- Directions
Starting with the first line and ending with the one that holds "the partial-sync warning.", retype the entries exactly.

(Dataset records)
• • •

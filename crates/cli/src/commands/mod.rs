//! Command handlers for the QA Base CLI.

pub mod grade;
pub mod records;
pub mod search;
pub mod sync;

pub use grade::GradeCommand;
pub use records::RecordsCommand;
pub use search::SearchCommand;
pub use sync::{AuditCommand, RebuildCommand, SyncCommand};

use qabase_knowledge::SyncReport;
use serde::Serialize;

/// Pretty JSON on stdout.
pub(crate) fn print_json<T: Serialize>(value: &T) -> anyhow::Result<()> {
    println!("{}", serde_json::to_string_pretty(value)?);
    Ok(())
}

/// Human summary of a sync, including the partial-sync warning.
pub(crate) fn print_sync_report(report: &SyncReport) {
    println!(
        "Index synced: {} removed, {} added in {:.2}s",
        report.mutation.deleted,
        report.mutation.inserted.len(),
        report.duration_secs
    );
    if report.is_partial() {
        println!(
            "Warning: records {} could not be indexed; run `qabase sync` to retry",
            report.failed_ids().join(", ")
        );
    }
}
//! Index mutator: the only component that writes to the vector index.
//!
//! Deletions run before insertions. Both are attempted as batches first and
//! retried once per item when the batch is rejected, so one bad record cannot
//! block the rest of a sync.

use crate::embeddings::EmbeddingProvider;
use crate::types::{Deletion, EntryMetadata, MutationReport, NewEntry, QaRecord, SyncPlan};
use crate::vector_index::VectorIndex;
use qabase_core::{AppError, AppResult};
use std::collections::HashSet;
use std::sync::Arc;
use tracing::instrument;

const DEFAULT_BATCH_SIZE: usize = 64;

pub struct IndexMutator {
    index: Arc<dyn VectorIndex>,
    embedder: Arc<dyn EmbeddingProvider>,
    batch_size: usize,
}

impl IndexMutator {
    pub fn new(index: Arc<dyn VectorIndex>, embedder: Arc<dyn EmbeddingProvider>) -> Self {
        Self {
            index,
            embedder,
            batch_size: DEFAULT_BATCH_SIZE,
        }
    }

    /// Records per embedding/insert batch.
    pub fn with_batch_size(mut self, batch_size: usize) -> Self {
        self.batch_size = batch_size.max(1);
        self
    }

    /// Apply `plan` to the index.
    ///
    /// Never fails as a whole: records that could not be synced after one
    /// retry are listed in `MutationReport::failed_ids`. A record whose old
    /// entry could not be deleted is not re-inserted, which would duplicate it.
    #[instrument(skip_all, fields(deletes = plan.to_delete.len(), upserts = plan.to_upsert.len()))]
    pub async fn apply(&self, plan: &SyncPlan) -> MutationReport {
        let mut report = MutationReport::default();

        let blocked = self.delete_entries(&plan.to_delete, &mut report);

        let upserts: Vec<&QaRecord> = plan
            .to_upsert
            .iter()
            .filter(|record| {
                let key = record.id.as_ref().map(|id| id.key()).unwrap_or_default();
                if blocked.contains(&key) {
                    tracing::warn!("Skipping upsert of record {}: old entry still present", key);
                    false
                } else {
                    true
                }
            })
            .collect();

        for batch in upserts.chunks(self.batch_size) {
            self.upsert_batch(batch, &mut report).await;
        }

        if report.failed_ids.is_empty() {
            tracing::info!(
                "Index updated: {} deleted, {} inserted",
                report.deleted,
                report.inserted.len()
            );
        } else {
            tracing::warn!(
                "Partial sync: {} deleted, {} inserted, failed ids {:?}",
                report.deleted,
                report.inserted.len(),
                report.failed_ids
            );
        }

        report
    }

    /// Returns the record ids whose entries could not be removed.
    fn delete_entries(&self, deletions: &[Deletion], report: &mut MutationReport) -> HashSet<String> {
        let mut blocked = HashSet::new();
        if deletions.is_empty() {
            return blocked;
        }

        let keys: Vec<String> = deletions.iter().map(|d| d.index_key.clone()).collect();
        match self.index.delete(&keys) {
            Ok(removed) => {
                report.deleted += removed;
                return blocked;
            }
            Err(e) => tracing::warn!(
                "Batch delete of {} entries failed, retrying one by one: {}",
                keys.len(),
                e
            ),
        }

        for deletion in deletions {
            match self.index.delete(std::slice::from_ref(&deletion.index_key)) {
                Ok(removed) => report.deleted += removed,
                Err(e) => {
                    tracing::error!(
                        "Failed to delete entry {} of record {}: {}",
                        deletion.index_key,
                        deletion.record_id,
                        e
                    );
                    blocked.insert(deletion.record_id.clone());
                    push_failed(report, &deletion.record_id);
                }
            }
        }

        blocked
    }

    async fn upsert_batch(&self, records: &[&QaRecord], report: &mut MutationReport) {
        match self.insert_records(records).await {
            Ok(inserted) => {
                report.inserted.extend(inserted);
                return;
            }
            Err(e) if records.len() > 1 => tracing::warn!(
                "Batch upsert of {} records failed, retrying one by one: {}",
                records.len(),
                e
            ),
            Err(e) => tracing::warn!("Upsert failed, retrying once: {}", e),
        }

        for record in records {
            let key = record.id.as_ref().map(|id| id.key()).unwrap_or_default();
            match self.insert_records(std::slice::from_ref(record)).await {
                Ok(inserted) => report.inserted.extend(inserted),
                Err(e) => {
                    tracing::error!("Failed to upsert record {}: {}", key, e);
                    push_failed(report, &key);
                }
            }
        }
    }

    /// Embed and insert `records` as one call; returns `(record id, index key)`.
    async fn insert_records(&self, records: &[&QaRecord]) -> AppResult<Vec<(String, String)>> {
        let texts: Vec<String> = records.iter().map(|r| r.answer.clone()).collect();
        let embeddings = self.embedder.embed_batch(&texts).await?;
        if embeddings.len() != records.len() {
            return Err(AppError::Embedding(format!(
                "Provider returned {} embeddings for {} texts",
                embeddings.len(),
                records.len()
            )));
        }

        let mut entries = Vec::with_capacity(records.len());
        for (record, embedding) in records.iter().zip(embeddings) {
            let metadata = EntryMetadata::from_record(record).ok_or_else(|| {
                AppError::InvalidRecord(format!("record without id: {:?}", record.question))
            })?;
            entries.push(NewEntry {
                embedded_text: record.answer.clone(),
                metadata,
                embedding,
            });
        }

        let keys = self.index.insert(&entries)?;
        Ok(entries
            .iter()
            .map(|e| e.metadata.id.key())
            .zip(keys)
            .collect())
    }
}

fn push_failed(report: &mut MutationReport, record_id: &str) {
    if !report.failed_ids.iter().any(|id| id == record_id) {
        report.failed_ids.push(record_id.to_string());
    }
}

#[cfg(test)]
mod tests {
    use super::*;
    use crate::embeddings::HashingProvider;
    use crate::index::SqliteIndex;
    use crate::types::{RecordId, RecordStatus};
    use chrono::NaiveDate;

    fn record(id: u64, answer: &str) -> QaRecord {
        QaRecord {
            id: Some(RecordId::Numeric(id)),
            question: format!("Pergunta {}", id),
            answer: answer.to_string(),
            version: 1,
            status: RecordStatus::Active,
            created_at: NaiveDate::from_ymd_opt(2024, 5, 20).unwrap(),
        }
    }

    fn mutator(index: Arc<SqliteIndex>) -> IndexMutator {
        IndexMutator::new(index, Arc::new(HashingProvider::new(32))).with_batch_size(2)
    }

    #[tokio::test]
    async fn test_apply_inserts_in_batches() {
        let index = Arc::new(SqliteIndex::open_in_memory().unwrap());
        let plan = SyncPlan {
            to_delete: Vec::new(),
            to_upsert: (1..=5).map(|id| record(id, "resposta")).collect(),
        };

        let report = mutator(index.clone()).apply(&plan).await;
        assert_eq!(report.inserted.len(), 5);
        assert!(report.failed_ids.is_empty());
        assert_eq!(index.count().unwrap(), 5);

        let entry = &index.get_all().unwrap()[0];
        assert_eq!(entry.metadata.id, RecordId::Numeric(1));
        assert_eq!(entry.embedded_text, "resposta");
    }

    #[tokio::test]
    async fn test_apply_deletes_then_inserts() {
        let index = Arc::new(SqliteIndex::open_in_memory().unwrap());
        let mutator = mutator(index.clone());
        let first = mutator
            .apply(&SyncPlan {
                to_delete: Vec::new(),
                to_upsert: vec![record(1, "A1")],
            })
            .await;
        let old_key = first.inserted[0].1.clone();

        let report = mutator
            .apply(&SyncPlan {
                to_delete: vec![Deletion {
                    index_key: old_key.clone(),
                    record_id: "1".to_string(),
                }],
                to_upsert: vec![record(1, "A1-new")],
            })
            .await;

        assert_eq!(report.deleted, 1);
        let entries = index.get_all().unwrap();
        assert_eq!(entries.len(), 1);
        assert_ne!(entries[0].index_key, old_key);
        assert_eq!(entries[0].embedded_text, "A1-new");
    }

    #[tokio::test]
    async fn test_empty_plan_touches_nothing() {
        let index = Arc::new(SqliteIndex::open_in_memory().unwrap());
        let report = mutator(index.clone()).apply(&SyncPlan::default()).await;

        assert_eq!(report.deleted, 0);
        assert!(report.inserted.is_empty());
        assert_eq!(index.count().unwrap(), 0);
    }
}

• • •

- Solution for this exercise
filename crates/cli/src/commands/mod.rs
//! Command handlers for the QA Base CLI.

pub mod grade;
pub mod records;
pub mod search;
pub mod sync;

pub use grade::GradeCommand;
pub use records::RecordsCommand;
pub use search::SearchCommand;
pub use sync::{AuditCommand, RebuildCommand, SyncCommand};

use qabase_knowledge::SyncReport;
use serde::Serialize;

/// Pretty JSON on stdout.
pub(crate) fn print_json<T: Serialize>(value: &T) -> anyhow::Result<()> {
    println!("{}", serde_json::to_string_pretty(value)?);
    Ok(())
}

/// Human summary of a sync, including the partial-sync warning.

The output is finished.